Pick Your Card: Credit, Debit or Prepaid

Posted by Uni Bul on Saturday, May 5th, 2012, 10:34 am

Pick Your Card: Credit, Debit or Prepaid

Pick Your Card: Credit, Debit or Prepaid


There have been some huge changes in the payment card landscape in the past few months that have left none of the major card types unaffected. Many credit card users, for example, are enjoying a huge rise in the availability and quality (especially the latter!) of rewards programs. Similarly, the quality of prepaid cards has vastly improved in the past few months, to the point where AmEx is now offering a largely fee-free prepaid card, which can also help consumers with good track records but poor credit scores, upgrade to a charge card. Debit cards, however, have gone in the other direction in the wake of the Durbin Amendment, as issuers are doing their best to drive consumers away from debit and towards using one of the other card types.


So how does all that affect us? Should we be making any adjustments to our payment preferences in response to everything that’s been going on lately? Well, the answer would depend on your particular circumstances. If you had a high credit score, for example, you would have all options available to you, but that would not be the case for someone with a sub-par score. Either way, you would need to know the pluses and minuses of the card types available to you, so that you could pick the one that would serve you the best. To help you do that, I have made a comparison between the credit, debit and prepaid cards features that have the biggest impact on their users.

Credit, Debit or Prepaid: What to Look For


1. How do they work? Credit cards are linked to a line of credit, extended to you by the card issuer. So you spend someone else’s money. The main advantage of credit cards is that you have an interest-free “grace period” of 20 – 25 days, in which you are using the issuer’s money interest-free. However, if you do not pay off the balance in full at the end of the monthly cycle, the interest begins to accrue. Debit and prepaid, on the other hand, are linked to your own money. The main difference between the two is that a debit card is linked to your checking account, which typically makes it more flexible than prepaid.

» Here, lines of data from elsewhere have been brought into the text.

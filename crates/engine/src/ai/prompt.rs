// Codepad - Terminal Code Editor
// Copyright (C) 2024 Zhuo Zhang and Wuqi Zhang
//
// This program is free software: you can redistribute it and/or modify
// it under the terms of the GNU Affero General Public License as published by
// the Free Software Foundation, either version 3 of the License, or
// (at your option) any later version.
//
// This program is distributed in the hope that it will be useful,
// but WITHOUT ANY WARRANTY; without even the implied warranty of
// MERCHANTABILITY or FITNESS FOR A PARTICULAR PURPOSE. See the
// GNU Affero General Public License for more details.
//
// You should have received a copy of the GNU Affero General Public License
// along with this program. If not, see <https://www.gnu.org/licenses/>.

//! Prompt construction.
//!
//! Every call to the AI endpoint is stateless: whatever context the model
//! needs is embedded in the prompt built here. Keeping this separate from
//! the HTTP client lets the wording be tested without a network.

use codepad_common::{Language, ValidationMarker};

/// A structured request for the AI endpoint.
#[derive(Debug, Clone, PartialEq, Eq)]
pub enum AiRequest {
    /// Repair the buffer so that `marker` goes away
    Fix {
        /// The diagnostic to resolve
        marker: ValidationMarker,
        /// Full buffer text
        code: String,
        /// Buffer language
        language: Language,
    },
    /// Write new code from a description
    Generate {
        /// What the user asked for
        prompt: String,
        /// Target language
        language: Language,
    },
    /// Answer a question about the buffer
    Ask {
        /// The user's question
        question: String,
        /// Full buffer text
        code: String,
        /// Buffer language
        language: Language,
    },
    /// Explain a piece of code
    Explain {
        /// Code to explain
        code: String,
        /// Its language
        language: Language,
    },
    /// Send the prompt verbatim
    Raw {
        /// Prompt text
        prompt: String,
    },
}

impl AiRequest {
    /// Short name for logs and spinners.
    pub fn kind(&self) -> &'static str {
        match self {
            Self::Fix { .. } => "fix",
            Self::Generate { .. } => "generate",
            Self::Ask { .. } => "ask",
            Self::Explain { .. } => "explain",
            Self::Raw { .. } => "raw",
        }
    }

    /// Build the prompt text for this request.
    pub fn prompt(&self) -> String {
        build_prompt(self)
    }
}

/// Render `request` into the text sent to the model.
pub fn build_prompt(request: &AiRequest) -> String {
    match request {
        AiRequest::Fix { marker, code, language } => format!(
            "Solve the following issue in my code written in {language} and return only the \
             resolved code, without explanations or comments.\n\
             Issue (line {}, column {}): {}\n\
             My code:\n{code}",
            marker.start_line, marker.start_column, marker.message
        ),
        AiRequest::Generate { prompt, language } => format!(
            "Only return code, with no other text and no code block formatting, for the \
             following prompt using programming language {language}:\n{prompt}"
        ),
        AiRequest::Ask { question, code, language } => format!(
            "Answer precisely and without comments, with reference to the code provided. \
             Generate code only if asked, and if code is asked return nothing but code.\n\
             Question: {question}\n\
             Programming language: {language}\n\
             Code:\n{code}"
        ),
        AiRequest::Explain { code, language } => format!(
            "Explain the following code precisely and very briefly.\n\
             Programming language: {language}\n\
             Code:\n{code}"
        ),
        AiRequest::Raw { prompt } => prompt.clone(),
    }
}
// Codepad - Terminal Code Editor
// Copyright (C) 2024 Zhuo Zhang and Wuqi Zhang
//
// This program is free software: you can redistribute it and/or modify
// it under the terms of the GNU Affero General Public License as published by
// the Free Software Foundation, either version 3 of the License, or
// (at your option) any later version.
//
// This program is distributed in the hope that it will be useful,
// but WITHOUT ANY WARRANTY; without even the implied warranty of
// MERCHANTABILITY or FITNESS FOR A PARTICULAR PURPOSE. See the
// GNU Affero General Public License for more details.
//
// You should have received a copy of the GNU Affero General Public License
// along with this program. If not, see <https://www.gnu.org/licenses/>.

//! Regex based variable extraction.
//!
//! The extractor scans each line for assignments and records the identifier
//! together with the raw right-hand side text. Nothing is evaluated.
//!
//! Two patterns are supported:
//!
//! - **declarations** (JavaScript, TypeScript): `let|var|const name = value`,
//!   where the value runs up to the next `;` or the end of the line. A line
//!   may hold several declarations.
//! - **bare assignments** (Python): `name = value`, where the value runs to
//!   the end of the line.
//!
//! Every other language yields no records at all.

use codepad_common::{Language, VariableRecord};
use regex::{Captures, Regex};
use std::sync::OnceLock;
use tracing::trace;

/// Which extraction pattern applies to a language.
#[derive(Debug, Clone, Copy, PartialEq, Eq)]
pub enum AssignmentPattern {
    /// `let`/`var`/`const` declarations terminated by `;`
    Declaration,
    /// `identifier = rest of line`
    BareAssignment,
}

impl AssignmentPattern {
    /// Pattern used for `language`, or `None` when the language is not covered.
    pub fn for_language(language: Language) -> Option<Self> {
        match language {
            Language::JavaScript | Language::TypeScript => Some(Self::Declaration),
            Language::Python => Some(Self::BareAssignment),
            _ => None,
        }
    }

    fn regex(&self) -> &'static Regex {
        let patterns = get_patterns();
        match self {
            Self::Declaration => &patterns.declaration,
            Self::BareAssignment => &patterns.bare_assignment,
        }
    }
}

struct ExtractPatterns {
    declaration: Regex,
    bare_assignment: Regex,
}

fn get_patterns() -> &'static ExtractPatterns {
    static PATTERNS: OnceLock<ExtractPatterns> = OnceLock::new();
    PATTERNS.get_or_init(|| ExtractPatterns {
        declaration: Regex::new(
            r"\b(let|var|const)\s+([a-zA-Z_$][a-zA-Z0-9_$]*)\s*=\s*([^;]+)",
        )
        .expect("declaration pattern is valid"),
        bare_assignment: Regex::new(r"([a-zA-Z_][a-zA-Z0-9_]*)\s*=\s*(.+)")
            .expect("assignment pattern is valid"),
    })
}

/// Extract variable records from `lines`.
///
/// Lines are numbered from 1. Matches within a line are reported left to
/// right. Records sharing a name are all kept. A match whose captures cannot
/// be read is skipped.
pub fn extract<S: AsRef<str>>(lines: &[S], language: Language) -> Vec<VariableRecord> {
    let Some(pattern) = AssignmentPattern::for_language(language) else {
        return Vec::new();
    };

    let regex = pattern.regex();
    let mut records = Vec::new();

    for (idx, line) in lines.iter().enumerate() {
        let line_no = idx + 1;
        records.extend(
            regex
                .captures_iter(line.as_ref())
                .filter_map(|caps| record_from_captures(&caps, pattern, line_no)),
        );
    }

    trace!(language = %language, count = records.len(), "Extracted variables");
    records
}

fn record_from_captures(
    caps: &Captures<'_>,
    pattern: AssignmentPattern,
    line: usize,
) -> Option<VariableRecord> {
    let (name_group, value_group) = match pattern {
        AssignmentPattern::Declaration => (2, 3),
        AssignmentPattern::BareAssignment => (1, 2),
    };

    let name = caps.get(name_group)?.as_str();
    let value = caps.get(value_group)?.as_str().trim();
    Some(VariableRecord::new(name, value, line))
}

#[cfg(test)]
mod tests {
    use super::*;

    #[test]
    fn test_single_declaration() {
        let records = extract(&["let x = 5;"], Language::JavaScript);
        assert_eq!(records, vec![VariableRecord::new("x", "5", 1)]);
    }

    #[test]
    fn test_multiple_declarations_on_one_line() {
        let records = extract(&["const a = 1; var b = a * 2;"], Language::TypeScript);
        assert_eq!(
            records,
            vec![VariableRecord::new("a", "1", 1), VariableRecord::new("b", "a * 2", 1)]
        );
    }

    #[test]
    fn test_declaration_without_semicolon_runs_to_end_of_line() {
        let records = extract(&["let greeting =   'hi there'   "], Language::JavaScript);
        assert_eq!(records, vec![VariableRecord::new("greeting", "'hi there'", 1)]);
    }

    #[test]
    fn test_declaration_keyword_must_be_a_word() {
        assert!(extract(&["outlet x = 5;"], Language::JavaScript).is_empty());
    }

    #[test]
    fn test_value_is_not_evaluated() {
        let records = extract(&["let total = price * (1 + tax);"], Language::JavaScript);
        assert_eq!(records[0].value.as_str(), "price * (1 + tax)");
    }

    #[test]
    fn test_python_assignments() {
        let lines = ["x = 10", "name = 'bob'  ", "print(x)"];
        let records = extract(&lines, Language::Python);
        assert_eq!(
            records,
            vec![VariableRecord::new("x", "10", 1), VariableRecord::new("name", "'bob'", 2)]
        );
    }

    #[test]
    fn test_duplicate_names_are_kept() {
        let lines = ["x = 1", "x = 2"];
        let records = extract(&lines, Language::Python);
        assert_eq!(records.len(), 2);
        assert_eq!(records[0].line, 1);
        assert_eq!(records[1].line, 2);
    }

    #[test]
    fn test_lines_without_equals_yield_nothing() {
        assert!(extract(&["console.log(a);"], Language::JavaScript).is_empty());
        assert!(extract(&["return value"], Language::Python).is_empty());
    }

    #[test]
    fn test_uncovered_language_yields_nothing() {
        assert!(extract(&["int x = 5;"], Language::Java).is_empty());
        assert!(extract(&["let x = 5;"], Language::Rust).is_empty());
        assert!(extract(&["x = 5"], Language::PlainText).is_empty());
    }

    #[test]
    fn test_extraction_is_pure() {
        let lines = vec!["let a = 1;".to_string(), "let b = a + 1;".to_string()];
        assert_eq!(extract(&lines, Language::JavaScript), extract(&lines, Language::JavaScript));
    }
}
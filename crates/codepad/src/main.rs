// Codepad - Terminal Code Editor
// Copyright (C) 2024 Zhuo Zhang and Wuqi Zhang
//
// This program is free software: you can redistribute it and/or modify
// it under the terms of the GNU Affero General Public License as published by
// the Free Software Foundation, either version 3 of the License, or
// (at your option) any later version.
//
// This program is distributed in the hope that it will be useful,
// but WITHOUT ANY WARRANTY; without even the implied warranty of
// MERCHANTABILITY or FITNESS FOR A PARTICULAR PURPOSE. See the
// GNU Affero General Public License for more details.
//
// You should have received a copy of the GNU Affero General Public License
// along with this program. If not, see <https://www.gnu.org/licenses/>.

//! Codepad - Terminal Code Editor
//!
//! Opens the terminal editor, or runs the simulated debugger and the AI
//! assistant headlessly.

use clap::{Parser, Subcommand};
use codepad_common::{logging, Language};
use codepad_engine::AiProvider;
use eyre::Result;
use std::path::PathBuf;
use tracing::Level;

mod cmd;

/// Command-line interface for Codepad
#[derive(Debug, Parser)]
#[command(name = "codepad")]
#[command(about = "Codepad - A terminal code editor with an AI assistant and a step-through simulator")]
#[command(version)]
pub struct Cli {
    /// File or directory to open in the editor (same as `codepad edit PATH`);
    /// without a path or a command an empty buffer is opened
    pub path: Option<PathBuf>,

    /// Config file path (uses ~/.codepad.toml if not specified)
    #[arg(long, global = true, env = "CODEPAD_CONFIG")]
    pub config: Option<PathBuf>,

    /// AI provider (ollama or gemini)
    #[arg(long, global = true, env = "CODEPAD_AI_PROVIDER")]
    pub provider: Option<AiProvider>,

    /// AI endpoint base URL
    #[arg(long, global = true, env = "CODEPAD_AI_ENDPOINT")]
    pub endpoint: Option<String>,

    /// Model name sent to the AI endpoint
    #[arg(long, global = true, env = "CODEPAD_AI_MODEL")]
    pub model: Option<String>,

    /// Log at debug level on stderr
    #[arg(short, long, global = true)]
    pub verbose: bool,

    /// Command to execute
    #[command(subcommand)]
    pub command: Option<Commands>,
}

/// Available commands
#[derive(Debug, Subcommand)]
pub enum Commands {
    /// Open a project directory or a single file in the terminal editor
    Edit {
        /// File or directory to open (empty scratch buffer if omitted)
        path: Option<PathBuf>,

        /// Language of the initial buffer
        #[arg(long = "lang")]
        language: Option<Language>,

        /// Enable mouse support
        #[arg(long)]
        mouse: bool,
    },
    /// Run a simulated debug session over a file and print the result
    Debug {
        /// Source file to run
        file: PathBuf,

        /// Language (detected from the file name if omitted)
        #[arg(long = "lang")]
        language: Option<Language>,

        /// Breakpoint line, may be repeated
        #[arg(short = 'b', long = "breakpoint")]
        breakpoints: Vec<usize>,

        /// Stop after this many steps instead of running to the end
        #[arg(long)]
        steps: Option<usize>,
    },
    /// Generate code from a description
    Generate {
        /// What the code should do
        prompt: String,

        /// Language to generate
        #[arg(long = "lang")]
        language: Language,

        /// Write the code to this file instead of stdout
        #[arg(short, long)]
        output: Option<PathBuf>,
    },
    /// Ask the AI to fix an issue in a file
    Fix {
        /// File to fix
        file: PathBuf,

        /// Line of the issue (first validator issue if omitted)
        #[arg(long, requires = "message")]
        line: Option<usize>,

        /// Column of the issue
        #[arg(long, default_value = "1")]
        column: usize,

        /// Description of the issue
        #[arg(long, requires = "line")]
        message: Option<String>,

        /// Overwrite the file with the fixed code
        #[arg(long)]
        write: bool,
    },
    /// Ask the AI a question, optionally about a file
    Ask {
        /// The question
        question: String,

        /// File whose content is sent along with the question
        #[arg(long)]
        file: Option<PathBuf>,
    },
    /// Print the file tree of a directory with node ids
    Tree {
        /// Project root
        dir: PathBuf,
    },
}

#[tokio::main]
async fn main() -> Result<()> {
    // Load environment variables
    dotenv::dotenv().ok();

    // Parse CLI arguments
    let mut cli = Cli::parse();

    // A bare path opens the editor
    let command = cli.command.take().unwrap_or_else(|| Commands::Edit {
        path: cli.path.take(),
        language: None,
        mouse: false,
    });

    // The editor owns the terminal, so it logs to a file instead
    if !matches!(command, Commands::Edit { .. }) {
        logging::init_simple_logging(if cli.verbose { Level::DEBUG } else { Level::WARN })?;
    }

    match command {
        Commands::Edit { path, language, mouse } => cmd::edit(&cli, path, language, mouse).await,
        Commands::Debug { file, language, breakpoints, steps } => {
            cmd::debug_file(&file, language, &breakpoints, steps)
        }
        Commands::Generate { prompt, language, output } => {
            cmd::generate(&cli, &prompt, language, output.as_deref()).await
        }
        Commands::Fix { file, line, column, message, write } => {
            let issue = line.zip(message).map(|(line, message)| (line, column, message));
            cmd::fix(&cli, &file, issue, write).await
        }
        Commands::Ask { question, file } => cmd::ask(&cli, &question, file.as_deref()).await,
        Commands::Tree { dir } => cmd::print_tree(&dir),
    }
}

2. When is interest charged? Interest is charged on the outstanding credit card balance that is left after you have made your monthly payment and after the zero-percent promotional rate has expired (if applicable). With prepaid and debit there is no interest, because it is your own money you are spending.


3. When is an overdraft fee charged? Overdraft fees can be assessed if you don’t have enough money in your account to cover the amount of a credit or debit card transaction, but the payment is still processed. However, the issuer cannot do so, unless you have explicitly accepted the overdraft protection. Overdraft is not available for prepaid transactions.


4. What other fees can be charged? To answer this question, you would have to read carefully the terms and conditions of the card you are considering applying for. For credit cards, some typical examples include a balance transfer fee that is in addition to the balance transfer interest rate, a cash advance fee, a foreign-currency conversion fee or an annual fee. Typical for debit cards are fees for withdrawals from non-network ATMs and overdraft. The possible prepaid card fees are too many to list, so just make sure you read the fine print in its entirety.


5. What is your liability for unauthorized transactions? Your losses from fraudulent or otherwise unauthorized credit card transactions are limited to $50, however the issuers typically absorb the full amount. For debit cards, your liability is also $50, but only if you report your card as lost or stolen within two days of the incident. Otherwise, your liability could be as high as $500 or more. With general-purpose prepaid cards there are no regulatory limits on your liability, so unless your issuer has different policies, you are responsible for the entire amount of any financial loss. Payroll prepaid cards are covered by the same rules as debit cards.


6. How can terms and conditions be changed? The CARD Act of 2009 requires credit card issuers to give cardholders a notice of any changes in their interest rates or fees 45 days in advance. However, the cardholder has the right to refuse a proposed rise in the interest rate, in which case the card will be closed and the remaining balance will be repaid on the original terms. For debit and payroll cards the advance notice must be given 21 days before the changes are scheduled to take effect. There is no such requirement for general-purpose prepaid cards.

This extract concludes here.